MAR_COHABITATION.  This second array details the partner with whom the respondent is living with in a particular month.  For example, the variable for each month identifies whether the respondent lives with partner 1, partner 2, spouse 1, spouse 2, etc.  In these variables, 1 and 2 refer to the respondent's partners/spouses in chronological order.  The numbers do not necessarily refer to the same person as the spouse/partner questions asked directly of the respondent during the survey.  Users can distinguish between partners and spouses because partner IDs begin with "1" (e.g., 101, 102) and spouse IDs begin with "2" (e.g., 201, 202).

MAR_PARTNER_LINK.  The third array links the cohabiting partner or spouse to the partner using the ID found on the partners roster (PARTNERS_UID.XX).  This array allows the researcher to identify characteristics of the respondent's partner and to link them with spells of marriage or cohabitation.  For example, a researcher might look at the MAR_COHABITATION variable for the 10th month of 1998 and determine that a respondent was living with his second partner in that month because the variable's value is 102.  If the researcher checks the value of MAR_PARTNER_LINK for the same month and year, the respondent might have a value of 9801, indicating that the partner in the event history arrays that month is the first new partner reported in the round 2 survey.  The researcher can then examine the round 2 variables with "Spouse/Partner 01" in the title to determine that person's characteristics, such as race, ethnicity, age, religion, and so on.  However, if there is a significant gap between relationship spells--for example, if the respondent was married and then divorced a spouse before round 1 and then began cohabiting with the same person in round 3--the survey would not necessarily identify this as the same person. 

Deny Variables.  Deny variables in the marital status section flag respondents who deny a relationship reported in a previous survey round.  These variables were no longer provided in round 9 due to a change in the questionnaire.  

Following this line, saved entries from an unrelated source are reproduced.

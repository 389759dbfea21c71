//! Session store.
//!
//! Holds the bearer token and the current user. The token is persisted under
//! [`keys::TOKEN`] as a plain string; the user lives only in memory and is
//! fetched again at startup by [`SessionStore::restore`].

use bookshelf_core::{AuthResponse, Credentials, Registration, User};
use secrecy::SecretString;
use tracing::{info, instrument, warn};

use crate::api::ApiClient;
use crate::error::{ActionError, clear_sentry_user, set_sentry_user};
use crate::storage::{DurableStore, StorageError, keys};

/// Authentication state and its durable token.
pub struct SessionStore<S> {
    store: S,
    token: Option<SecretString>,
    user: Option<User>,
}

impl<S> std::fmt::Debug for SessionStore<S> {
    fn fmt(&self, f: &mut std::fmt::Formatter<'_>) -> std::fmt::Result {
        f.debug_struct("SessionStore")
            .field("token", &self.token.as_ref().map(|_| "[REDACTED]"))
            .field("user", &self.user.as_ref().map(|user| &user.username))
            .finish_non_exhaustive()
    }
}

impl<S> SessionStore<S> {
    /// The bearer token, if logged in.
    #[must_use]
    pub const fn token(&self) -> Option<&SecretString> {
        self.token.as_ref()
    }

    /// The current user, once known.
    #[must_use]
    pub const fn user(&self) -> Option<&User> {
        self.user.as_ref()
    }

    #[must_use]
    pub const fn is_authenticated(&self) -> bool {
        self.token.is_some()
    }
}

impl<S: DurableStore> SessionStore<S> {
    /// Read the persisted token. The user stays unknown until [`Self::restore`].
    ///
    /// # Errors
    ///
    /// Returns an error if the store cannot be read.
    pub fn load(store: S) -> Result<Self, StorageError> {
        let token = store
            .read(keys::TOKEN)?
            .map(|raw| raw.trim().to_string())
            .filter(|raw| !raw.is_empty())
            .map(SecretString::from);

        Ok(Self {
            store,
            token,
            user: None,
        })
    }

    /// Log in and keep the returned token.
    ///
    /// # Errors
    ///
    /// Returns the server's reason on rejection, or a storage error if the
    /// token could not be persisted.
    #[instrument(skip_all, fields(username = %credentials.username))]
    pub async fn login(&mut self, api: &ApiClient, credentials: &Credentials) -> Result<&User, ActionError> {
        let auth = api
            .login(credentials)
            .await
            .map_err(|err| ActionError::from_api(err, "Login failed", "Invalid username or password"))?;
        self.establish(auth)
    }

    /// Create an account and keep the returned token.
    ///
    /// # Errors
    ///
    /// Returns a validation error when the passwords differ (no request is
    /// made), otherwise the same errors as [`Self::login`].
    #[instrument(skip_all, fields(username = %registration.username))]
    pub async fn register(
        &mut self,
        api: &ApiClient,
        registration: &Registration,
    ) -> Result<&User, ActionError> {
        if !registration.passwords_match() {
            return Err(ActionError::validation("Passwords do not match"));
        }

        let auth = api
            .register(registration)
            .await
            .map_err(|err| ActionError::from_api(err, "Registration failed", "Could not create the account"))?;
        self.establish(auth)
    }

    fn establish(&mut self, auth: AuthResponse) -> Result<&User, ActionError> {
        self.store.write(keys::TOKEN, &auth.access)?;
        self.token = Some(SecretString::from(auth.access));

        set_sentry_user(&auth.user.id, &auth.user.username);
        info!(user_id = %auth.user.id, "session established");
        Ok(self.user.insert(auth.user))
    }

    /// Forget the session. Memory is cleared even if the durable token
    /// cannot be removed.
    ///
    /// # Errors
    ///
    /// Returns an error if the durable token could not be removed.
    pub fn logout(&mut self) -> Result<(), StorageError> {
        self.token = None;
        self.user = None;
        clear_sentry_user();
        self.store.remove(keys::TOKEN)
    }

    /// Re-derive the user from a persisted token.
    ///
    /// Any failure, including an empty user list, logs out.
    ///
    /// # Errors
    ///
    /// Returns an error only if logging out could not remove the token.
    #[instrument(skip_all)]
    pub async fn restore(&mut self, api: &ApiClient) -> Result<Option<&User>, StorageError> {
        let Some(token) = self.token.as_ref() else {
            return Ok(None);
        };

        let result = api.current_user(Some(token)).await;
        match result {
            Ok(Some(user)) => {
                set_sentry_user(&user.id, &user.username);
                Ok(Some(self.user.insert(user)))
            }
            Ok(None) => {
                warn!("token accepted but no user was returned, logging out");
                self.logout()?;
                Ok(None)
            }
            Err(err) => {
                warn!(error = %err, "stored session could not be restored, logging out");
                self.logout()?;
                Ok(None)
            }
        }
    }
}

Related User's Guide Section

4.9.3 Marital & Marriage-Like Relationships

Main Area of Interest

Event History

Return to top


4.4.3 Program Participation

Program participation arrays are constructed individually for three need-based programs--AFDC, Food Stamps, and WIC.  The AFDC array includes all federal and state programs created under Temporary Assistance to Needy Families (TANF) or any government program for needy families that replaces AFDC.  All other need-based programs (e.g., SSI, other) are combined into a fourth program participation array entitled Other.  Three arrays are created for each program type.  All program participation arrays use the same continuous month format as the marital status arrays and provide information starting in the month that the respondent turned 14 and ending in the month that he or she was last interviewed. 

In addition, arrays are available for two employment-based programs. Unemployment Insurance is included in all rounds, and Worker's Compensation is only included in rounds 1-3 (see section 4.8.3 for information on Worker's Compensation questions).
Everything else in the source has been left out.